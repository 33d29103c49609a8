//! Client of the backend's auto-generated table API (`/rest/v1/{table}`)

use contracts::shared::error::ApiError;
use contracts::shared::query::{parse_content_range_total, TableQuery};
use gloo_net::http::Request;
use serde::de::DeserializeOwned;
use serde::Serialize;

use super::api_utils::{backend, decode_error, ensure_ok, network_error, with_backend_headers};

/// Rows matching the query
pub async fn select<T>(query: &TableQuery) -> Result<Vec<T>, ApiError>
where
    T: DeserializeOwned,
{
    let url = backend().table_url(query);
    let response = with_backend_headers(Request::get(&url))
        .await
        .send()
        .await
        .map_err(network_error)?;

    ensure_ok(response)
        .await?
        .json::<Vec<T>>()
        .await
        .map_err(decode_error)
}

/// Exact number of rows matching the query; only `Content-Range` is read
pub async fn count(query: &TableQuery) -> Result<u64, ApiError> {
    let url = backend().table_url(&query.clone().limit(1));
    let response = with_backend_headers(Request::get(&url))
        .await
        .header("Prefer", "count=exact")
        .send()
        .await
        .map_err(network_error)?;

    let response = ensure_ok(response).await?;
    let range = response.headers().get("content-range").unwrap_or_default();
    parse_content_range_total(&range)
        .ok_or_else(|| ApiError::Decode(format!("unexpected Content-Range: {:?}", range)))
}

pub async fn insert<B>(table: &str, body: &B) -> Result<(), ApiError>
where
    B: Serialize,
{
    let url = backend().table_url(&TableQuery::from(table));
    let response = with_backend_headers(Request::post(&url))
        .await
        .header("Prefer", "return=minimal")
        .json(body)
        .map_err(|e| ApiError::Decode(format!("Failed to serialize request: {}", e)))?
        .send()
        .await
        .map_err(network_error)?;

    ensure_ok(response).await.map(|_| ())
}

/// Insert, or merge into the row that collides on `on_conflict`
pub async fn upsert<B>(table: &str, on_conflict: &str, body: &B) -> Result<(), ApiError>
where
    B: Serialize,
{
    let url = backend().table_url(&TableQuery::from(table).on_conflict(on_conflict));
    let response = with_backend_headers(Request::post(&url))
        .await
        .header("Prefer", "resolution=merge-duplicates,return=minimal")
        .json(body)
        .map_err(|e| ApiError::Decode(format!("Failed to serialize request: {}", e)))?
        .send()
        .await
        .map_err(network_error)?;

    ensure_ok(response).await.map(|_| ())
}

/// PATCH the rows where `column = value`
pub async fn update_eq<B>(table: &str, column: &str, value: &str, body: &B) -> Result<(), ApiError>
where
    B: Serialize,
{
    let url = backend().table_url(&TableQuery::from(table).eq(column, value));
    let response = with_backend_headers(Request::patch(&url))
        .await
        .header("Prefer", "return=minimal")
        .json(body)
        .map_err(|e| ApiError::Decode(format!("Failed to serialize request: {}", e)))?
        .send()
        .await
        .map_err(network_error)?;

    ensure_ok(response).await.map(|_| ())
}

/// DELETE the rows where `column = value`
pub async fn delete_eq(table: &str, column: &str, value: &str) -> Result<(), ApiError> {
    let url = backend().table_url(&TableQuery::from(table).eq(column, value));
    let response = with_backend_headers(Request::delete(&url))
        .await
        .send()
        .await
        .map_err(network_error)?;

    ensure_ok(response).await.map(|_| ())
}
════════
» **TASK OBJECTIVE**: Nothing but the lines from the start of the data through the line holding "pub async fn count(query: &TableQuery)" should be restated, and each one exactly.

» **OUTPUT BELOW**:
repository 33d29103c49609a8
//! Client of the backend's auto-generated table API (`/rest/v1/{table}`)

use contracts::shared::error::ApiError;
use contracts::shared::query::{parse_content_range_total, TableQuery};
use gloo_net::http::Request;
use serde::de::DeserializeOwned;
use serde::Serialize;

use super::api_utils::{backend, decode_error, ensure_ok, network_error, with_backend_headers};

/// Rows matching the query
pub async fn select<T>(query: &TableQuery) -> Result<Vec<T>, ApiError>
where
    T: DeserializeOwned,
{
    let url = backend().table_url(query);
    let response = with_backend_headers(Request::get(&url))
        .await
        .send()
        .await
        .map_err(network_error)?;

    ensure_ok(response)
        .await?
        .json::<Vec<T>>()
        .await
        .map_err(decode_error)
}

/// Exact number of rows matching the query; only `Content-Range` is read
pub async fn count(query: &TableQuery) -> Result<u64, ApiError> {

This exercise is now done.